O livro está debaixo de chumbo, mas é uma competente narrativa do que aconteceu com a imprensa desde que surgiram a internet, os sites e o iPhone. Abramson conta as histórias no New York Times, do Washington Post e dos sites BuzzFeed e Vice. De um lado estavam os donos do mundo, investido-se de um direito divino para decidir o que devia ser lido. Do outro, adoradores da internet, cabeludos, alguns bêbados ou drogados e quase todos pobres. O New York Times chegou à beira da falência, e o Post foi vendido a Jeff Bezos. Os cabeludos viraram bilionários e pareciam os senhores de um novo tempo.
Quando a internet era uma criança, um dos editores de Post lembrou que, se um sapo for colocado numa panela com água aquecida aos poucos, ele será cozinhado sem mover uma pata, pois seu sistema nervoso não registra a lenta evolução da temperatura. Ninguém o ouviu, e ele foi trabalhar num site. Centenas de jornais ferveram.
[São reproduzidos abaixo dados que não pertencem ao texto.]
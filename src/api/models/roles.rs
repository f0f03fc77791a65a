//! Role API models.

use serde::{Deserialize, Serialize};
use utoipa::ToSchema;

use crate::api::models::check_required;
use crate::db::models::roles::{RoleCreateDBRequest, RoleDBResponse, RoleUpdateDBRequest};
use crate::errors::Error;
use crate::types::RoleId;

#[derive(Debug, Clone, Deserialize, ToSchema)]
pub struct RoleCreate {
    pub name: String,
}

impl RoleCreate {
    pub fn validate(&self) -> Result<(), Error> {
        check_required("name", &self.name, 32)
    }
}

impl From<RoleCreate> for RoleCreateDBRequest {
    fn from(create: RoleCreate) -> Self {
        Self { name: create.name }
    }
}

/// Absent fields are left unchanged.
#[derive(Debug, Clone, Default, Deserialize, ToSchema)]
pub struct RoleUpdate {
    pub name: Option<String>,
    pub is_active: Option<bool>,
}

impl RoleUpdate {
    pub fn validate(&self) -> Result<(), Error> {
        if let Some(name) = &self.name {
            check_required("name", name, 32)?;
        }
        Ok(())
    }
}

impl From<RoleUpdate> for RoleUpdateDBRequest {
    fn from(update: RoleUpdate) -> Self {
        Self {
            name: update.name,
            is_active: update.is_active,
        }
    }
}

#[derive(Debug, Clone, Serialize, ToSchema)]
pub struct RoleResponse {
    pub id: RoleId,
    pub name: String,
    pub is_active: bool,
}

impl From<RoleDBResponse> for RoleResponse {
    fn from(role: RoleDBResponse) -> Self {
        Self {
            id: role.id,
            name: role.name,
            is_active: role.is_active,
        }
    }
}
//! Database repository for users.

use crate::db::{
    errors::{DbError, Result},
    handlers::repository::Repository,
    models::{
        roles::RoleDBResponse,
        users::{UserCreateDBRequest, UserDBResponse, UserUpdateDBRequest},
    },
};
use crate::types::UserId;
use chrono::{DateTime, Utc};
use sqlx::{Connection, FromRow, PgConnection};
use tracing::instrument;

/// Filter for listing users
#[derive(Debug, Clone)]
pub struct UserFilter {
    pub skip: i64,
    pub limit: i64,
}

impl UserFilter {
    pub fn new(skip: i64, limit: i64) -> Self {
        Self { skip, limit }
    }
}

// Database entity model
#[derive(Debug, Clone, FromRow)]
struct User {
    pub id: UserId,
    pub username: String,
    pub fullname: String,
    pub age: Option<i32>,
    pub image_path: Option<String>,
    pub is_active: bool,
    pub password_hash: Option<String>,
    pub created_at: DateTime<Utc>,
    pub updated_at: DateTime<Utc>,
}

pub struct Users<'c> {
    db: &'c mut PgConnection,
}

impl From<(Vec<RoleDBResponse>, User)> for UserDBResponse {
    fn from((roles, user): (Vec<RoleDBResponse>, User)) -> Self {
        Self {
            id: user.id,
            username: user.username,
            fullname: user.fullname,
            age: user.age,
            image_path: user.image_path,
            is_active: user.is_active,
            password_hash: user.password_hash,
            roles,
            created_at: user.created_at,
            updated_at: user.updated_at,
        }
    }
}

#[async_trait::async_trait]
impl<'c> Repository for Users<'c> {
    type CreateRequest = UserCreateDBRequest;
    type UpdateRequest = UserUpdateDBRequest;
    type Response = UserDBResponse;
    type Id = UserId;
    type Filter = UserFilter;

    #[instrument(skip(self, request), fields(username = %request.username), err)]
    async fn create(&mut self, request: &Self::CreateRequest) -> Result<Self::Response> {
        let mut tx = self.db.begin().await?;

        let user = sqlx::query_as::<_, User>(
            r#"
            INSERT INTO users (username, fullname, age, password_hash)
            VALUES ($1, $2, $3, $4)
            RETURNING *
            "#,
        )
        .bind(&request.username)
        .bind(&request.fullname)
        .bind(request.age)
        .bind(&request.password_hash)
        .fetch_one(&mut *tx)
        .await?;

        // Assign roles; IDs that match no existing role are skipped rather
        // than failing the whole creation
        sqlx::query("INSERT INTO users_roles (user_id, role_id) SELECT $1, id FROM roles WHERE id = ANY($2)")
            .bind(user.id)
            .bind(&request.role_ids)
            .execute(&mut *tx)
            .await?;

        tx.commit().await?;

        let roles = self.roles_for(user.id).await?;
        Ok(UserDBResponse::from((roles, user)))
    }

    #[instrument(skip(self), err)]
    async fn get_by_id(&mut self, id: Self::Id) -> Result<Option<Self::Response>> {
        let user = sqlx::query_as::<_, User>("SELECT * FROM users WHERE id = $1")
            .bind(id)
            .fetch_optional(&mut *self.db)
            .await?;

        if let Some(user) = user {
            let roles = self.roles_for(user.id).await?;
            Ok(Some(UserDBResponse::from((roles, user))))
        } else {
            Ok(None)
        }
    }

    #[instrument(skip(self, filter), fields(limit = filter.limit, skip = filter.skip), err)]
    async fn list(&mut self, filter: &Self::Filter) -> Result<Vec<Self::Response>> {
        let users = sqlx::query_as::<_, User>("SELECT * FROM users ORDER BY id LIMIT $1 OFFSET $2")
            .bind(filter.limit)
            .bind(filter.skip)
            .fetch_all(&mut *self.db)
            .await?;

        let mut result = Vec::with_capacity(users.len());
        for user in users {
            let roles = self.roles_for(user.id).await?;
            result.push(UserDBResponse::from((roles, user)));
        }

        Ok(result)
    }

    #[instrument(skip(self), err)]
    async fn delete(&mut self, id: Self::Id) -> Result<bool> {
        let result = sqlx::query("DELETE FROM users WHERE id = $1").bind(id).execute(&mut *self.db).await?;

        Ok(result.rows_affected() > 0)
    }

    #[instrument(skip(self, request), err)]
    async fn update(&mut self, id: Self::Id, request: &Self::UpdateRequest) -> Result<Self::Response> {
        // Touches the link table too, so the whole update runs in one transaction
        let user;
        {
            let mut tx = self.db.begin().await?;

            user = sqlx::query_as::<_, User>(
                r#"
                UPDATE users SET
                    username = COALESCE($2, username),
                    fullname = COALESCE($3, fullname),
                    age = COALESCE($4, age),
                    image_path = COALESCE($5, image_path),
                    is_active = COALESCE($6, is_active),
                    password_hash = COALESCE($7, password_hash),
                    updated_at = NOW()
                WHERE id = $1
                RETURNING *
                "#,
            )
            .bind(id)
            .bind(&request.username)
            .bind(&request.fullname)
            .bind(request.age)
            .bind(&request.image_path)
            .bind(request.is_active)
            .bind(&request.password_hash)
            .fetch_optional(&mut *tx)
            .await?
            .ok_or(DbError::NotFound)?;

            // Role assignments are replaced wholesale when provided
            if let Some(role_ids) = &request.role_ids {
                sqlx::query("DELETE FROM users_roles WHERE user_id = $1").bind(id).execute(&mut *tx).await?;

                sqlx::query("INSERT INTO users_roles (user_id, role_id) SELECT $1, id FROM roles WHERE id = ANY($2)")
                    .bind(id)
                    .bind(role_ids)
                    .execute(&mut *tx)
                    .await?;
            }

            tx.commit().await?;
        }

        let roles = self.roles_for(id).await?;
        Ok(UserDBResponse::from((roles, user)))
    }
}

impl<'c> Users<'c> {
    pub fn new(db: &'c mut PgConnection) -> Self {
        Self { db }
    }

    async fn roles_for(&mut self, id: UserId) -> Result<Vec<RoleDBResponse>> {
        let roles = sqlx::query_as::<_, RoleDBResponse>(
            r#"
            SELECT r.id, r.name, r.is_active
            FROM roles r
            JOIN users_roles ur ON ur.role_id = r.id
            WHERE ur.user_id = $1
            ORDER BY r.id
            "#,
        )
        .bind(id)
        .fetch_all(&mut *self.db)
        .await?;

        Ok(roles)
    }

    #[instrument(skip(self, username), err)]
    pub async fn get_user_by_username(&mut self, username: &str) -> Result<Option<UserDBResponse>> {
        let user = sqlx::query_as::<_, User>("SELECT * FROM users WHERE username = $1")
            .bind(username)
            .fetch_optional(&mut *self.db)
            .await?;

        if let Some(user) = user {
            let roles = self.roles_for(user.id).await?;
            Ok(Some(UserDBResponse::from((roles, user))))
        } else {
            Ok(None)
        }
    }

    /// Overwrite the stored password hash.
    #[instrument(skip(self, password_hash), err)]
    pub async fn update_password(&mut self, id: UserId, password_hash: &str) -> Result<()> {
        let result = sqlx::query("UPDATE users SET password_hash = $2, updated_at = NOW() WHERE id = $1")
            .bind(id)
            .bind(password_hash)
            .execute(&mut *self.db)
            .await?;

        if result.rows_affected() == 0 {
            return Err(DbError::NotFound);
        }

        Ok(())
    }
}
//! Login endpoint.

use axum::{extract::State, response::Json};

use crate::{
    AppState, auth,
    api::models::auth::{LoginRequest, TokenResponse},
    errors::Error,
};

// POST /token - Exchange credentials for a bearer token
#[utoipa::path(
    post,
    path = "/token",
    tag = "auth",
    summary = "Log in",
    description = "Exchange a username and password for a bearer token",
    responses(
        (status = 200, description = "Token issued", body = TokenResponse),
        (status = 401, description = "Incorrect username or password"),
        (status = 500, description = "Internal server error"),
    )
)]
pub async fn login(State(state): State<AppState>, Json(request): Json<LoginRequest>) -> Result<Json<TokenResponse>, Error> {
    let mut conn = state.db.acquire().await.map_err(|e| Error::Database(e.into()))?;

    let user = auth::authenticate(&mut conn, &request.username, &request.password).await?;
    let token = state.tokens.issue(&user.username)?;

    Ok(Json(TokenResponse::bearer(token)))
}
O New York Times luta bravamente para sair da panela e conseguiu 3,3 milhões de assinantes digitais. O Post voltou a ser um grande jornal. Com frequência, festeja-se que Bezos contratou cem jornalistas. Falta lembrar que ele teve 80 engenheiros na empresa.
A internet mudou a cabeça dos editores, quebrou barreiras na publicidade, impôs a métrica de audiência para as redações e, onde se falava em leitor, fala-se em clique. Jornalistas passaram a enfeitar eventos.
Abramson conta essa história com graça e a dose certa de fofocas. Tudo isso e mais a campanha de Donald Trump. Seu rancor da demissão é contido e ela circulou num evento junto com o patrão que a mandou embora. Se Jill Abramson tivesse conhecido Zózimo Barroso do Amaral, diria: “Enquanto houver repórteres, haverá esperança”.
Faz tempo, o bilionário Warren Buffet ensinou que quando aparece uma tecnologia nova é arriscado investir nela, pois quase todos os primeiros fabricantes de automóveis faliram. O que se deve fazer é abandonar a velha. No caso, vender os cavalos das carruagens. Buffet recusou-se a salvar o Times quando ele estava quebrando. (Salvou-o o bilionário mexicano Carlos Slim.)
Abramson mostra como o Times e o Post estão na luta, sem tentar fabricar carros puxados por cavalos ou alimentando os bichos com gasolina.
CNPJ geral
De um sábio que entende de leis:
“Ao nominar o PCC e outras facções de criminosos, o ministro Sérgio Moro deu-lhes um verdadeiro CNPJ”.
Solução popular
Pode-se estimar que a proposta de importação do mecanismo americano das soluções negociadas entre os réus e o Ministério Público tem o apoio de 9 entre 10 magistrados.
Registro
O secretário do Tesouro, Mansueto Almeida, anunciou que o governo não conseguirá zerar o déficit fiscal neste ano.
Ele sempre soube disso, e o ministro da Economia, Paulo Guedes, foi avisado ao vivo e a cores que a sua promessa de campanha era inviável.
Fantasias
O Carnaval vem aí, mas os hierarcas da República já criaram um código de fantasias.
Em ocasiões solenes, vestem faixas acetinadas. O governador Wilson Witzel mandou fazer uma, azul celeste.
Quando querem mostrar que estão trabalhando, vestem coletes. O de Witzel é laranja.